Closing nuclear fuel cycle important to meet climate change threat
With the threat of climate change looming large, it is important to close the nuclear power fuel cycle so that the base fuel could be used more efficiently. With a closed fuel cycle, nuclear power is almost akin to renewable energy, said a senior official here.
Chennai: With the threat of climate change looming large, it is important to close the nuclear power fuel cycle so that the base fuel could be used more efficiently. With a closed fuel cycle, nuclear power is almost akin to renewable energy, said a senior official here.
"If the fuel cycle is closed with plutonium and fast breeder reactors, the same amount of uranium will give 50 times more power. If thorium is included in closing the fuel cycle, as India is planning to do, this will be increased to 600 times," said R. Chidambaram, principal scientific advisor to the union government.
He was speaking at a two-day international conference on "Advancement in Materials, Health and Safety towards sustainable Energy and Environment-MHS 2014" that started near here Thursday.
The conference is being organised by Indian JSPS Alumni Association (IJAA) in association with the Government of India, and Atomic Energy Regulatory Board (AERB). The event is sponsored by Japan Society for the Promotion of Science (JSPS), Japan and co-sponsored by Bio-Nano Electronics Research Centre, Toyo University, Japan.
Chidambaram said solar and wind power can be used for some applications like desalination of sea water or hydrogen production. Expecting continuous power from these sources to the grid is a problem.
Addressing the gathering, former chairman of the Japanese Atomic Energy Commission Yoichi Fujiie called for closer cooperation between India and Japan in the field of fast breeder reactors.

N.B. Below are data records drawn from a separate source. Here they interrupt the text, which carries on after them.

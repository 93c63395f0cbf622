// Copyright 2026 Phillip Cloud
// Licensed under the Apache License, Version 2.0

mod config;
mod logging;
mod runtime;

use anyhow::{Context, Result, anyhow};
use config::Config;
use horti_app::{
    AppCommand, AppState, SelectorKind, SortDirection, SortKey, SortSpec, TableBody, table_view,
};
use horti_data::Loader;
use runtime::SystemOpener;
use std::env;
use std::path::PathBuf;
use tracing::{info, warn};

fn main() {
    if let Err(error) = run() {
        eprintln!("{error:#}");
        std::process::exit(1);
    }
}

fn run() -> Result<()> {
    let options = parse_cli_args(env::args().skip(1), Config::default_path()?)?;
    if options.show_help {
        print_help();
        return Ok(());
    }

    if options.print_config_path {
        println!("{}", options.config_path.display());
        return Ok(());
    }

    if options.print_example {
        print!("{}", Config::example_config(&options.config_path));
        return Ok(());
    }

    let config = Config::load(&options.config_path).with_context(|| {
        format!(
            "load config {}; run `horti --print-example-config` to generate a v1 template",
            options.config_path.display()
        )
    })?;

    let _log_guard = match logging::init(&config) {
        Ok(guard) => Some(guard),
        Err(error) => {
            eprintln!("logging disabled: {error:#}");
            None
        }
    };

    let source = config.data_source(options.source.as_deref())?;
    let loader = Loader::new(source, config.timeout()?).with_context(|| {
        format!(
            "invalid [data] config in {}; fix source/timeout values",
            options.config_path.display()
        )
    })?;
    let tracker = config.tracker()?;
    info!(source = %loader.source(), "starting horti");

    if options.check_only {
        let catalog = loader.load()?;
        println!("{} robots in {}", catalog.len(), loader.source());
        return Ok(());
    }

    let mut state = AppState::default();
    if options.list {
        state.load(loader.load()?);
        apply_initial_view(&mut state, &options);
        for line in list_lines(&state) {
            println!("{line}");
        }
        return Ok(());
    }

    match loader.load() {
        Ok(catalog) => {
            state.load(catalog);
        }
        Err(error) => {
            warn!(error = %format!("{error:#}"), "catalog load failed");
            state.fail_load(format!("{error:#}"));
        }
    }
    apply_initial_view(&mut state, &options);

    let mut runtime = SystemOpener;
    horti_tui::run_app(&mut state, &tracker, &mut runtime)
}

#[derive(Debug, Clone, PartialEq, Eq)]
struct CliOptions {
    config_path: PathBuf,
    source: Option<String>,
    print_config_path: bool,
    print_example: bool,
    check_only: bool,
    list: bool,
    show_help: bool,
    query: Option<String>,
    selectors: Vec<(SelectorKind, String)>,
    sort: Option<SortSpec>,
}

fn parse_cli_args<I, S>(args: I, default_config_path: PathBuf) -> Result<CliOptions>
where
    I: IntoIterator<Item = S>,
    S: AsRef<str>,
{
    let mut options = CliOptions {
        config_path: default_config_path,
        source: None,
        print_config_path: false,
        print_example: false,
        check_only: false,
        list: false,
        show_help: false,
        query: None,
        selectors: Vec::new(),
        sort: None,
    };

    let mut iter = args.into_iter();
    while let Some(arg) = iter.next() {
        let mut value_for = |flag: &str, what: &str| -> Result<String> {
            iter.next()
                .map(|value| value.as_ref().to_owned())
                .ok_or_else(|| anyhow!("{flag} requires {what}"))
        };
        match arg.as_ref() {
            "--config" => {
                options.config_path = PathBuf::from(value_for("--config", "a file path")?);
            }
            "--source" => {
                options.source = Some(value_for("--source", "a URL or file path")?);
            }
            "--print-config-path" => {
                options.print_config_path = true;
            }
            "--print-example-config" => {
                options.print_example = true;
            }
            "--check" => {
                options.check_only = true;
            }
            "--list" => {
                options.list = true;
            }
            "--query" => {
                options.query = Some(value_for("--query", "search text")?);
            }
            "--brand" => {
                let value = value_for("--brand", "a brand")?;
                options.selectors.push((SelectorKind::Brand, value));
            }
            "--crop" => {
                let value = value_for("--crop", "a crop")?;
                options.selectors.push((SelectorKind::Crop, value));
            }
            "--operation" => {
                let value = value_for("--operation", "an operation")?;
                options.selectors.push((SelectorKind::Operation, value));
            }
            "--stage" => {
                let value = value_for("--stage", "a development stage")?;
                options.selectors.push((SelectorKind::Stage, value));
            }
            "--sort" => {
                let value = value_for("--sort", "a column such as price or price:desc")?;
                options.sort = Some(parse_sort_arg(&value)?);
            }
            "--help" | "-h" => {
                options.show_help = true;
            }
            unknown => {
                return Err(anyhow!(
                    "unknown argument {unknown:?}; run with --help to see supported options"
                ));
            }
        }
    }

    Ok(options)
}

fn parse_sort_arg(raw: &str) -> Result<SortSpec> {
    let (key, direction) = match raw.split_once(':') {
        Some((key, direction)) => (key, Some(direction)),
        None => (raw, None),
    };
    let key = SortKey::parse(key).ok_or_else(|| {
        let known = SortKey::ALL
            .iter()
            .map(|key| key.as_str())
            .collect::<Vec<_>>()
            .join(", ");
        anyhow!("unknown sort column {key:?}; use one of {known}")
    })?;
    let direction = match direction.map(str::trim) {
        None | Some("asc") => SortDirection::Asc,
        Some("desc") => SortDirection::Desc,
        Some(other) => {
            return Err(anyhow!(
                "unknown sort direction {other:?}; use asc or desc"
            ));
        }
    };
    Ok(SortSpec { key, direction })
}

/// Applies the filter and sort flags through the same commands the UI uses.
fn apply_initial_view(state: &mut AppState, options: &CliOptions) {
    if let Some(query) = &options.query {
        state.dispatch(AppCommand::SetQuery(query.clone()));
    }
    for (kind, value) in &options.selectors {
        state.dispatch(AppCommand::SetSelector(*kind, Some(value.clone())));
    }
    if let Some(spec) = options.sort {
        state.dispatch(AppCommand::SortBy(spec.key));
        if spec.direction == SortDirection::Desc {
            state.dispatch(AppCommand::SortBy(spec.key));
        }
    }
}

/// Header plus one tab-separated line per visible robot.
fn list_lines(state: &AppState) -> Vec<String> {
    let view = table_view(state);
    let header = view
        .columns
        .iter()
        .map(|column| column.label)
        .collect::<Vec<_>>()
        .join("\t");

    let mut lines = vec![header];
    if let TableBody::Rows(rows) = view.body {
        for row in rows {
            let [brand, name, crops, operations, _, price] = row.cells();
            let cells = [brand, name, crops, operations, row.stage.text, price];
            lines.push(
                cells
                    .iter()
                    .map(|cell| tsv_cell(cell))
                    .collect::<Vec<_>>()
                    .join("\t"),
            );
        }
    }
    lines
}

fn tsv_cell(value: &str) -> String {
    value
        .chars()
        .map(|ch| if matches!(ch, '\t' | '\n' | '\r') { ' ' } else { ch })
        .collect()
}

fn print_help() {
    println!("horti - browse the horticulture robot catalog");
    println!("  --config <path>          Use a specific config path");
    println!("  --source <url|path>      Load the catalog from this URL or file");
    println!("  --print-config-path      Print resolved config path");
    println!("  --print-example-config   Print a v1 config template");
    println!("  --check                  Load the catalog, report the robot count, exit");
    println!("  --list                   Print the table as tab-separated text, no UI");
    println!("  --query <text>           Initial search text");
    println!("  --brand <name>           Initial brand filter");
    println!("  --crop <name>            Initial crop filter");
    println!("  --operation <name>       Initial operation filter");
    println!("  --stage <name>           Initial development stage filter");
    println!("  --sort <column>[:desc]   Sort by brand, name, crops, operations, stage or price");
    println!("  --help                   Show this help");
}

The fast breeder reactor, called so because it breeds more material in a nuclear fission reaction than it consumes, is one of the key projects of India`s three-stage nuclear power programme.
Speaking to IANS on the sidelines, Fujiie said India has the experience in building a commercial-scale fast breeder reactor (500 MW prototype fast breeder reactor at Kalpakkam in Tamil Nadu).
Stressing the importance of material sciences in combating the climate change threat, Baldev Raj, president, Indian National Academy of Engineering said only four percent of the materials used by humans are renewable.
Pointing out that thermal power plants cannot be wished away, he said the only option is to develop such materials for power plant boilers and turbines which can tolerate high temperature.